Widespread reforestation has taken place around the Tai Tam reservoir over the past 60 years.
Photos: Chris Lau/SCMP
Hong Kong has been labelled "a concrete jungle" for decades. The city is known around the world for its densely packed high-rise buildings on both sides of Victoria Harbour; impressive night and day images of Hong Kong's skyscrapers on postcards have been sent the world over.

However, only 25 per cent of Hong Kong's often hilly land area is heavily developed. About 40 per cent of the remaining land has country parks, nature reserves and rocky coastline and beaches. Yet you can rarely find postcards showing beautiful scenes of natural landscapes and sea views.

Last week, a team of junior reporters went out to explore one of Hong Kong's lovely natural areas. They ventured to Tai Tam Country Park and walked the trail that will be taken by many people participating in the Chinachem Charity Walk 2012 on November4. They learned about the area's ecology.

Let's see what they discovered ...


Learn the ecology

Taking a walk along the Tai Tam Reservoir Road is the perfect escape from the hustle and bustle of city life.

Historically, the reservoir once served as Hong Kong's main source of drinking water. But Tai Tam is a natural home to many wild plants. The most commonly found tree species in the area is the Taiwan Acacia. During the flowering season, graceful chains of gold-yellow flowers hang from the tree's branches.
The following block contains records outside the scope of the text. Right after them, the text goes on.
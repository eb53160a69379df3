// Hashlock/timelock primitives shared by both escrow legs

pub mod felt;
pub mod hashlock;
pub mod secret;
pub mod timelocks;

pub use hashlock::HashLock;
pub use secret::{Secret, SecretMaterial, SplitSecret};
pub use timelocks::{Deadlines, Stage, Standing, TimeLockConfig, TimeLocks};
use crate::data_structures::{AccountId, AssetId, ChainFamily, Side};
use crate::errors::Result;
use crate::htlc::{felt, HashLock, SecretMaterial, TimeLocks};
use async_trait::async_trait;
use ethers::types::{Signature, H256};
use serde::{Deserialize, Serialize};
use std::fmt;

// Transaction hash as reported by the chain's RPC
pub type TransactionId = String;

/// Identifier of an escrow on its chain, derived from the order hash.
#[derive(Clone, Copy, Debug, Hash, PartialEq, Eq, Serialize, Deserialize)]
pub struct EscrowId(pub H256);

impl EscrowId {
    /// EVM chains key escrows by the full order hash; Cairo chains by its
    /// reduction into the felt range.
    pub fn for_family(family: ChainFamily, order_hash: H256) -> Self {
        match family {
            ChainFamily::Evm => EscrowId(order_hash),
            ChainFamily::Cairo => EscrowId(felt::reduce(&order_hash)),
        }
    }
}

impl fmt::Display for EscrowId {
    fn fmt(&self, f: &mut fmt::Formatter<'_>) -> fmt::Result {
        write!(f, "{:?}", self.0)
    }
}

/// Everything an escrow factory needs to create one leg of a swap.
#[derive(Clone, Debug, PartialEq, Eq, Serialize, Deserialize)]
pub struct EscrowParams {
    pub side: Side,
    pub id: EscrowId,
    pub order_hash: H256,
    pub hashlock: HashLock,
    /// Owner of the locked principal; reclaims it on cancellation.
    pub depositor: AccountId,
    /// Receives the principal on withdrawal.
    pub recipient: AccountId,
    pub asset: AssetId,
    pub amount: u128,
    /// Paid in the chain's native asset by the submitting account.
    pub safety_deposit: u128,
    /// Source legs are anchored by the chain at inclusion; destination legs
    /// carry the anchor derived from the confirmed source deployment.
    pub timelocks: TimeLocks,
    /// Maker's signature over `order_hash`; required on the source leg, where
    /// the principal is pulled from the maker rather than the submitter.
    pub maker_signature: Option<Signature>,
}

#[derive(Clone, Debug, PartialEq, Eq, Serialize, Deserialize)]
pub enum Confirmation {
    Confirmed { block_number: u64, timestamp: u64 },
    Failed(String),
}

#[derive(Clone, Debug, PartialEq, Eq, Serialize, Deserialize)]
pub struct DeploymentEvent {
    pub id: EscrowId,
    pub timestamp: u64,
    pub principal: u128,
    pub safety_deposit: u128,
    pub timelocks: TimeLocks,
}

/// Emitted by a successful withdrawal; publishes the preimage.
#[derive(Clone, Debug, PartialEq, Eq)]
pub struct WithdrawalEvent {
    pub id: EscrowId,
    pub caller: AccountId,
    pub secret: SecretMaterial,
    pub tx: TransactionId,
    pub timestamp: u64,
}

#[derive(Clone, Copy, Debug, PartialEq, Eq, Serialize, Deserialize)]
pub enum EscrowStatus {
    Created,
    Withdrawn,
    Cancelled,
}

/// Read-only view of an escrow's on-chain state.
#[derive(Clone, Debug, PartialEq, Eq)]
pub struct EscrowSnapshot {
    pub id: EscrowId,
    pub side: Side,
    pub order_hash: H256,
    pub hashlock: HashLock,
    pub amount: u128,
    pub safety_deposit: u128,
    pub timelocks: TimeLocks,
    pub status: EscrowStatus,
}

/// A deployment the coordinator has seen confirmed on-chain.
#[derive(Clone, Debug, PartialEq, Eq, Serialize, Deserialize)]
pub struct ConfirmedDeployment {
    pub id: EscrowId,
    pub tx: Option<TransactionId>,
    pub timestamp: u64,
    pub timelocks: TimeLocks,
}

/// Interactions with one chain's escrow factory and token contracts.
///
/// Submission methods return as soon as the chain has accepted the
/// transaction; `wait_for_confirmation` reports inclusion. Every method is a
/// suspension point for the caller. Transient RPC failures surface as
/// `SwapError::ChainCallFailed`.
#[async_trait]
pub trait ChainAdapter: Send + Sync {
    fn chain_id(&self) -> u64;

    fn family(&self) -> ChainFamily;

    /// Address the escrow factory pulls approved principal through.
    fn escrow_factory(&self) -> AccountId;

    /// Timestamp of the latest block.
    async fn now(&self) -> Result<u64>;

    /// Resolves once a block at or after `timestamp` exists.
    async fn wait_until(&self, timestamp: u64) -> Result<()>;

    async fn balance_of(&self, account: &AccountId, asset: &AssetId) -> Result<u128>;

    /// What the escrow factory may still pull of `asset` from `owner`.
    async fn allowance(&self, owner: &AccountId, asset: &AssetId) -> Result<u128>;

    /// Grants the escrow factory `amount` more of `asset` from `owner`.
    async fn approve(&self, owner: &AccountId, asset: &AssetId, amount: u128) -> Result<TransactionId>;

    async fn deploy_escrow(&self, signer: &AccountId, params: EscrowParams) -> Result<TransactionId>;

    async fn withdraw(&self, signer: &AccountId, id: &EscrowId, secret: SecretMaterial) -> Result<TransactionId>;

    async fn cancel(&self, signer: &AccountId, id: &EscrowId) -> Result<TransactionId>;

    async fn wait_for_confirmation(&self, tx: &TransactionId) -> Result<Confirmation>;

    async fn get_deployment_event(&self, tx: &TransactionId) -> Result<DeploymentEvent>;

    /// `None` until a withdrawal of `id` has been confirmed.
    async fn get_withdrawal_event(&self, id: &EscrowId) -> Result<Option<WithdrawalEvent>>;

    /// `None` if no escrow with this identifier exists.
    async fn escrow_state(&self, id: &EscrowId) -> Result<Option<EscrowSnapshot>>;
}
// Cross-chain swap orchestration

pub mod retry;
pub mod signer;
pub mod swap_coordinator;
pub mod types;

pub use signer::{ChainSigner, SwapCapabilities};
pub use swap_coordinator::{OrderCoordinator, SwapRequest};
pub use types::{AbandonReason, SwapCheckpoint, SwapOutcome, SwapPhase, SwapReport, SwapSession};
use capm_core::{CapmError, PriceSeries, RiskPolicy, SharpeReport};

use crate::returns::pct_changes;
use crate::statistics::annualize;

/// Sharpe ratio of a daily percentage return series.
pub fn sharpe_from_returns(
    ticker: &str,
    daily: &[f64],
    policy: &RiskPolicy,
) -> Result<SharpeReport, CapmError> {
    let (annualized_return, annualized_volatility) = annualize(ticker, daily)?;

    if annualized_volatility <= 0.0 || !annualized_volatility.is_finite() {
        return Err(CapmError::ZeroVolatility {
            ticker: ticker.to_string(),
        });
    }

    let risk_free_rate = policy.risk_free_pct();
    Ok(SharpeReport {
        ticker: ticker.to_string(),
        annualized_return,
        annualized_volatility,
        risk_free_rate,
        sharpe_ratio: (annualized_return - risk_free_rate) / annualized_volatility,
    })
}

/// Annualized return, volatility and Sharpe ratio of a price series.
pub fn sharpe_ratio(series: &PriceSeries, policy: &RiskPolicy) -> Result<SharpeReport, CapmError> {
    if series.len() < 3 {
        return Err(CapmError::InsufficientData {
            ticker: series.ticker.clone(),
            required: 3,
            got: series.len(),
        });
    }

    let daily = pct_changes(series)?;
    sharpe_from_returns(&series.ticker, &daily, policy)
}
The hardy, fast-growing trees - native to southeast Asia - can tolerate dry conditions and infertile soil. They were used as "pioneer trees", together with Brisbane Box and Slash Pine as part of widespread post-war reforestation. Vast areas of Hong Kong's woodlands were cut down as fuel during the second world war.

There are many rare species of flowers and shrubs, which, over the years have been regularly cut down by people during Chinese New Year. Now the government is trying to protect them to boost their numbers.
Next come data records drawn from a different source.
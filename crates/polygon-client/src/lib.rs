use async_trait::async_trait;
use capm_core::{CapmError, PriceLoader, PricePoint, PriceSeries};
use chrono::{DateTime, NaiveDate};
use reqwest::Client;
use serde::Deserialize;
use std::collections::VecDeque;
use std::sync::Arc;
use std::time::Duration;
use tokio::sync::Mutex;
use tokio::time::Instant;

const BASE_URL: &str = "https://api.polygon.io";

/// Free tier allows 5 requests per minute.
const DEFAULT_RATE_LIMIT: usize = 5;

/// Sliding-window rate limiter: at most `max_requests` per `window` duration.
#[derive(Clone)]
struct RateLimiter {
    timestamps: Arc<Mutex<VecDeque<Instant>>>,
    max_requests: usize,
    window: Duration,
}

impl RateLimiter {
    fn new(max_requests: usize, window: Duration) -> Self {
        Self {
            timestamps: Arc::new(Mutex::new(VecDeque::new())),
            max_requests: max_requests.max(1),
            window,
        }
    }

    async fn acquire(&self) {
        loop {
            let mut ts = self.timestamps.lock().await;
            let now = Instant::now();

            // Remove timestamps outside the window
            while let Some(&front) = ts.front() {
                if now.duration_since(front) >= self.window {
                    ts.pop_front();
                } else {
                    break;
                }
            }

            if ts.len() < self.max_requests {
                ts.push_back(now);
                return;
            }

            // Wait until the oldest request falls out of the window
            let sleep_dur = match ts.front() {
                Some(&oldest) => {
                    let until = (oldest + self.window).saturating_duration_since(now);
                    until + Duration::from_millis(50)
                }
                None => Duration::from_millis(50),
            };
            drop(ts);
            tracing::debug!(
                "Rate limiter: waiting {:.1}s for Polygon API slot",
                sleep_dur.as_secs_f64()
            );
            tokio::time::sleep(sleep_dur).await;
        }
    }
}

/// Daily close loader backed by the Polygon.io aggregates endpoint.
#[derive(Clone)]
pub struct PolygonClient {
    api_key: String,
    base_url: String,
    client: Client,
    rate_limiter: RateLimiter,
}

impl PolygonClient {
    pub fn new(api_key: String) -> Self {
        // POLYGON_RATE_LIMIT is requests per minute; paid plans can raise it.
        let rate_limit: usize = std::env::var("POLYGON_RATE_LIMIT")
            .ok()
            .and_then(|v| v.parse().ok())
            .unwrap_or(DEFAULT_RATE_LIMIT);

        let client = Client::builder()
            .timeout(Duration::from_secs(90))
            .build()
            .unwrap_or_else(|_| Client::new());

        Self {
            api_key,
            base_url: BASE_URL.to_string(),
            client,
            rate_limiter: RateLimiter::new(rate_limit, Duration::from_secs(60)),
        }
    }

    /// Build a client from `POLYGON_API_KEY`.
    pub fn from_env() -> Result<Self, CapmError> {
        let api_key = std::env::var("POLYGON_API_KEY")
            .map_err(|_| CapmError::Fetch("POLYGON_API_KEY must be set".to_string()))?;
        Ok(Self::new(api_key))
    }

    /// Point the client at a different host (proxies, mock servers).
    pub fn with_base_url(mut self, base_url: impl Into<String>) -> Self {
        self.base_url = base_url.into().trim_end_matches('/').to_string();
        self
    }

    /// Send a rate-limited request. Failures are returned as-is, never retried.
    async fn send_request(
        &self,
        builder: reqwest::RequestBuilder,
    ) -> Result<reqwest::Response, CapmError> {
        self.rate_limiter.acquire().await;

        let response = builder
            .send()
            .await
            .map_err(|e| CapmError::Fetch(e.to_string()))?;

        if response.status().as_u16() == 429 {
            tracing::warn!("Polygon rate limited the request (HTTP 429)");
            return Err(CapmError::Fetch("Rate limited by Polygon".to_string()));
        }

        if !response.status().is_success() {
            return Err(CapmError::Fetch(format!(
                "HTTP {}: {}",
                response.status(),
                response.text().await.unwrap_or_default()
            )));
        }

        Ok(response)
    }

    /// Adjusted daily closes for a symbol between two dates inclusive.
    pub async fn get_daily_closes(
        &self,
        symbol: &str,
        from: NaiveDate,
        to: NaiveDate,
    ) -> Result<PriceSeries, CapmError> {
        let url = format!(
            "{}/v2/aggs/ticker/{}/range/1/day/{}/{}",
            self.base_url,
            symbol,
            from.format("%Y-%m-%d"),
            to.format("%Y-%m-%d")
        );

        tracing::debug!("Fetching daily closes for {} ({} to {})", symbol, from, to);

        let response = self
            .send_request(self.client.get(&url).query(&[
                ("apiKey", self.api_key.as_str()),
                ("adjusted", "true"),
                ("sort", "asc"),
                ("limit", "50000"),
            ]))
            .await?;

        let agg_response: AggregateResponse = response
            .json()
            .await
            .map_err(|e| CapmError::Fetch(e.to_string()))?;

        series_from_aggregates(symbol, agg_response)
    }
}

#[async_trait]
impl PriceLoader for PolygonClient {
    async fn fetch(
        &self,
        ticker: &str,
        start: NaiveDate,
        end: NaiveDate,
    ) -> Result<PriceSeries, CapmError> {
        self.get_daily_closes(ticker, start, end).await
    }
}

fn series_from_aggregates(
    symbol: &str,
    response: AggregateResponse,
) -> Result<PriceSeries, CapmError> {
    let points: Vec<PricePoint> = response
        .results
        .into_iter()
        .filter_map(|r| match DateTime::from_timestamp_millis(r.t) {
            Some(ts) => Some(PricePoint::new(ts.date_naive(), r.c)),
            None => {
                tracing::warn!("Skipping {} bar with invalid timestamp {}", symbol, r.t);
                None
            }
        })
        .collect();

    if points.is_empty() {
        return Err(CapmError::no_data(symbol));
    }

    tracing::debug!("Received {} daily closes for {}", points.len(), symbol);
    PriceSeries::new(symbol, points)
}

// Response structures
#[derive(Debug, Deserialize)]
struct AggregateResponse {
    #[serde(default)]
    results: Vec<AggregateResult>,
}

#[derive(Debug, Deserialize)]
struct AggregateResult {
    t: i64, // timestamp (ms)
    c: f64, // close
}

#[cfg(test)]
mod tests {
    use super::*;

    #[test]
    fn test_aggregates_decode_to_sorted_series() {
        // 2024-01-03 and 2024-01-02 05:00 UTC, out of order
        let body = r#"{
            "ticker": "AAPL",
            "resultsCount": 2,
            "results": [
                {"v": 100.0, "o": 1.0, "c": 184.25, "h": 1.0, "l": 1.0, "t": 1704258000000, "n": 1},
                {"v": 100.0, "o": 1.0, "c": 185.64, "h": 1.0, "l": 1.0, "t": 1704171600000, "n": 1}
            ],
            "status": "OK"
        }"#;
        let response: AggregateResponse = serde_json::from_str(body).unwrap();
        let series = series_from_aggregates("AAPL", response).unwrap();

        assert_eq!(series.ticker, "AAPL");
        assert_eq!(series.closes(), vec![185.64, 184.25]);
        assert_eq!(series.first_date(), NaiveDate::from_ymd_opt(2024, 1, 2));
    }

    #[test]
    fn test_empty_aggregates_is_no_data() {
        let body = r#"{"ticker": "ZZZZ", "resultsCount": 0, "status": "OK"}"#;
        let response: AggregateResponse = serde_json::from_str(body).unwrap();
        let err = series_from_aggregates("ZZZZ", response).unwrap_err();
        assert_eq!(err, CapmError::no_data("ZZZZ"));
    }

    #[test]
    fn test_base_url_override_trims_slash() {
        let client = PolygonClient::new("key".to_string()).with_base_url("http://localhost:9000/");
        assert_eq!(client.base_url, "http://localhost:9000");
    }

    #[tokio::test]
    async fn test_rate_limiter_admits_up_to_capacity() {
        let limiter = RateLimiter::new(3, Duration::from_secs(60));
        for _ in 0..3 {
            limiter.acquire().await;
        }
        assert_eq!(limiter.timestamps.lock().await.len(), 3);
    }
}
The charity walk will include a guided tour to help participants learn about plant life in the area. The brooms that monks use to sweep up in monasteries are made of Dwarf Mountain Pine.

Besides taking photographs of the fine views as you cross Tai Tam Tuk Reservoir Masonry Bridge, take a look at the lichens growing on the bridge's granite surface. Lichens survive only in areas with unpolluted air.
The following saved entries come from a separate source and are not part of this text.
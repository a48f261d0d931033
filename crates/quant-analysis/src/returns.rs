use capm_core::{AlignedPriceTable, CapmError, NormalizedTable, PriceSeries, ReturnTable};
use chrono::NaiveDate;

/// Percentage change between consecutive prices: `(p[t] - p[t-1]) / p[t-1] * 100`.
fn percent_changes(
    ticker: &str,
    dates: &[NaiveDate],
    prices: &[f64],
) -> Result<Vec<f64>, CapmError> {
    prices
        .windows(2)
        .zip(dates)
        .map(|(w, &date)| {
            if w[0] <= 0.0 || !w[0].is_finite() {
                return Err(CapmError::InvalidPrice {
                    ticker: ticker.to_string(),
                    date,
                    price: w[0],
                });
            }
            Ok((w[1] - w[0]) / w[0] * 100.0)
        })
        .collect()
}

/// Daily percentage returns of a single series, one fewer than its prices.
pub fn pct_changes(series: &PriceSeries) -> Result<Vec<f64>, CapmError> {
    let dates: Vec<NaiveDate> = series.points().iter().map(|p| p.date).collect();
    percent_changes(&series.ticker, &dates, &series.closes())
}

/// Daily percentage returns for every column of an aligned table.
///
/// Row 0 is zero so the result stays row-aligned with the prices.
pub fn daily_return(table: &AlignedPriceTable) -> Result<ReturnTable, CapmError> {
    table.check_shape()?;
    let columns = table
        .tickers
        .iter()
        .zip(&table.columns)
        .map(|(ticker, prices)| -> Result<Vec<f64>, CapmError> {
            let mut column = Vec::with_capacity(prices.len());
            if !prices.is_empty() {
                column.push(0.0);
                column.extend(percent_changes(ticker, &table.dates, prices)?);
            }
            Ok(column)
        })
        .collect::<Result<Vec<_>, CapmError>>()?;

    Ok(ReturnTable {
        dates: table.dates.clone(),
        tickers: table.tickers.clone(),
        columns,
        benchmark: table.benchmark.clone(),
    })
}

/// Divide each column by its first value so every series starts at 1.0.
///
/// A column whose first value is zero cannot be rebased; it is passed through
/// unchanged and listed in `skipped`.
pub fn normalize(table: &AlignedPriceTable) -> NormalizedTable {
    let mut skipped = Vec::new();

    let columns = table
        .tickers
        .iter()
        .zip(&table.columns)
        .map(|(ticker, prices)| match prices.first() {
            Some(&base) if base != 0.0 => prices.iter().map(|p| p / base).collect(),
            Some(_) => {
                tracing::warn!("{} starts at zero, leaving it unnormalized", ticker);
                skipped.push(ticker.clone());
                prices.clone()
            }
            None => Vec::new(),
        })
        .collect();

    NormalizedTable {
        dates: table.dates.clone(),
        tickers: table.tickers.clone(),
        columns,
        skipped,
    }
}

/// Growth of 1.0 compounded through a sequence of percentage returns.
pub fn compound(returns_pct: &[f64]) -> Vec<f64> {
    returns_pct
        .iter()
        .scan(1.0, |acc, r| {
            *acc *= 1.0 + r / 100.0;
            Some(*acc)
        })
        .collect()
}
use capm_core::{
    AssetWeight, CapmError, PortfolioAllocation, PortfolioWeights, ReturnTable,
    TRADING_DAYS_PER_YEAR,
};
use nalgebra::{DMatrix, DVector, SymmetricEigen};
use serde::{Deserialize, Serialize};
use statrs::statistics::Statistics;

use crate::simplex::{equal_weights, project_to_simplex};

/// Smallest eigenvalue relative to the largest below which the covariance is singular.
const SINGULARITY_RATIO: f64 = 1e-10;
/// Armijo sufficient-increase constant.
const ARMIJO_C: f64 = 1e-4;
const MIN_STEP: f64 = 1e-12;

#[derive(Debug, Clone, Copy, PartialEq, Serialize, Deserialize)]
pub struct OptimizerConfig {
    pub max_iterations: usize,
    /// Stop once an accepted step moves the weights less than this.
    pub tolerance: f64,
}

impl Default for OptimizerConfig {
    fn default() -> Self {
        Self {
            max_iterations: 1000,
            tolerance: 1e-10,
        }
    }
}

/// Annualized figures for one set of weights (percent).
///
/// `sharpe_ratio` is `expected_return / volatility` with no risk-free term.
#[derive(Debug, Clone, Copy, PartialEq, Serialize, Deserialize)]
pub struct PortfolioStats {
    pub expected_return: f64,
    pub volatility: f64,
    pub sharpe_ratio: f64,
}

/// Daily mean vector and sample covariance of the asset columns.
struct Moments {
    tickers: Vec<String>,
    mu: DVector<f64>,
    sigma: DMatrix<f64>,
}

impl Moments {
    fn from_returns(returns: &ReturnTable) -> Result<Self, CapmError> {
        returns.check_shape()?;
        let tickers = returns.asset_tickers();
        let k = tickers.len();
        if k < 2 {
            return Err(CapmError::InsufficientAssets { required: 2, got: k });
        }

        let n = returns.observation_count();
        if n < 2 {
            return Err(CapmError::InsufficientData {
                ticker: tickers[0].to_string(),
                required: 2,
                got: n,
            });
        }

        let columns: Vec<&[f64]> = tickers
            .iter()
            .map(|t| {
                returns
                    .observations(t)
                    .ok_or_else(|| CapmError::UnknownTicker(t.to_string()))
            })
            .collect::<Result<Vec<_>, CapmError>>()?;

        let mu = DVector::from_iterator(k, columns.iter().map(|&c| c.mean()));

        let mut centered = DMatrix::from_fn(n, k, |r, c| columns[c][r]);
        for (mut column, mean) in centered.column_iter_mut().zip(mu.iter()) {
            column.add_scalar_mut(-mean);
        }
        let sigma = centered.transpose() * &centered / (n - 1) as f64;

        Ok(Self {
            tickers: tickers.into_iter().map(str::to_string).collect(),
            mu,
            sigma,
        })
    }

    fn ensure_invertible(&self) -> Result<(), CapmError> {
        let eigen = SymmetricEigen::new(self.sigma.clone());
        let largest = eigen.eigenvalues.max();
        let smallest = eigen.eigenvalues.min();
        if largest <= 0.0 || smallest <= SINGULARITY_RATIO * largest {
            tracing::debug!("Covariance eigenvalues span [{:e}, {:e}]", smallest, largest);
            return Err(CapmError::SingularCovariance);
        }
        Ok(())
    }

    fn stats(&self, w: &DVector<f64>) -> PortfolioStats {
        let expected_return = TRADING_DAYS_PER_YEAR * self.mu.dot(w);
        let variance = TRADING_DAYS_PER_YEAR * w.dot(&(&self.sigma * w));
        let volatility = variance.max(0.0).sqrt();
        let sharpe_ratio = if volatility > 0.0 {
            expected_return / volatility
        } else {
            0.0
        };
        PortfolioStats {
            expected_return,
            volatility,
            sharpe_ratio,
        }
    }

    /// Gradient of `expected_return / volatility` with respect to the weights.
    fn gradient(&self, w: &DVector<f64>) -> DVector<f64> {
        let sigma_w = &self.sigma * w;
        let stats = self.stats(w);
        let vol = stats.volatility;
        &self.mu * (TRADING_DAYS_PER_YEAR / vol)
            - sigma_w * (TRADING_DAYS_PER_YEAR * stats.expected_return / vol.powi(3))
    }
}

/// Long-only maximum-Sharpe portfolio search.
#[derive(Debug, Clone, Copy, Default)]
pub struct PortfolioOptimizer {
    config: OptimizerConfig,
}

impl PortfolioOptimizer {
    pub fn new(config: OptimizerConfig) -> Self {
        Self { config }
    }

    pub fn config(&self) -> &OptimizerConfig {
        &self.config
    }

    /// Weights maximizing the Sharpe ratio over the non-benchmark columns.
    ///
    /// Projected-gradient ascent from equal weights with a backtracking line
    /// search. The result is a local optimum.
    pub fn optimize(&self, returns: &ReturnTable) -> Result<PortfolioAllocation, CapmError> {
        let moments = Moments::from_returns(returns)?;
        moments.ensure_invertible()?;

        let mut w = equal_weights(moments.tickers.len());
        let mut objective = moments.stats(&w).sharpe_ratio;
        let mut step = 1.0;
        let mut iterations = 0;

        while iterations < self.config.max_iterations {
            iterations += 1;
            let grad = moments.gradient(&w);

            let mut accepted = None;
            while step >= MIN_STEP {
                let candidate = project_to_simplex(&(&w + &grad * step));
                let value = moments.stats(&candidate).sharpe_ratio;
                if value >= objective + ARMIJO_C * grad.dot(&(&candidate - &w)) {
                    accepted = Some((candidate, value));
                    break;
                }
                step *= 0.5;
            }

            let Some((candidate, value)) = accepted else {
                break;
            };

            let moved = (&candidate - &w).norm();
            w = candidate;
            objective = value;
            if moved < self.config.tolerance {
                break;
            }
            step *= 2.0;
        }

        // Clear rounding dust so weights stay in [0, 1] and sum to one.
        w.apply(|x| {
            if *x < 1e-12 {
                *x = 0.0
            }
        });
        let total = w.sum();
        w /= total;

        let stats = moments.stats(&w);
        tracing::info!(
            "Optimized {} assets in {} iterations: sharpe={:.4}",
            moments.tickers.len(),
            iterations,
            stats.sharpe_ratio
        );

        Ok(PortfolioAllocation {
            weights: PortfolioWeights {
                entries: moments
                    .tickers
                    .iter()
                    .zip(w.iter())
                    .map(|(ticker, &weight)| AssetWeight {
                        ticker: ticker.clone(),
                        weight,
                    })
                    .collect(),
            },
            expected_return: stats.expected_return,
            volatility: stats.volatility,
            sharpe_ratio: stats.sharpe_ratio,
            iterations,
        })
    }

    /// Annualized return, volatility and Sharpe ratio of arbitrary weights.
    pub fn evaluate(
        &self,
        returns: &ReturnTable,
        weights: &[f64],
    ) -> Result<PortfolioStats, CapmError> {
        let moments = Moments::from_returns(returns)?;
        if weights.len() != moments.tickers.len() {
            return Err(CapmError::InvalidWeights(format!(
                "expected {} weights, got {}",
                moments.tickers.len(),
                weights.len()
            )));
        }
        Ok(moments.stats(&DVector::from_column_slice(weights)))
    }
}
Tai Tam Country Park isn't the best place for bird-watching, but you can hear birds twittering in the woods. You might even spot black kites and other birds of prey, soaring high above on outstretched wings.

The best thing about the trail is that it's not difficult and suitable for anyone. With Hong Kong's tall buildings out of sight, the lush green area around the reservoir is a great place for relaxing and immersing yourself in nature. Tai Tam is a natural gem on Hong Kong Island.

Crystal Tai

Know the history

Up to 21 structures, including the bridge and aqueduct at the Tai Tam Reservoir, have been declared monuments worthy of preservation.

As you near the trail's historic areas, look out for a stone pillar, or milestone, on Kwan Dai Road. You can just make out the word "Victoria" - the name of the Britain's queen from 1819 to 1901 - engraved by British troops above the Chinese character "Kwan". The stone is part of Hong Kong's colonial past. When the British army took control of Hong Kong after the First Opium War in 1842, they set up base in Stanley. Roads were paved so soldiers could march easily.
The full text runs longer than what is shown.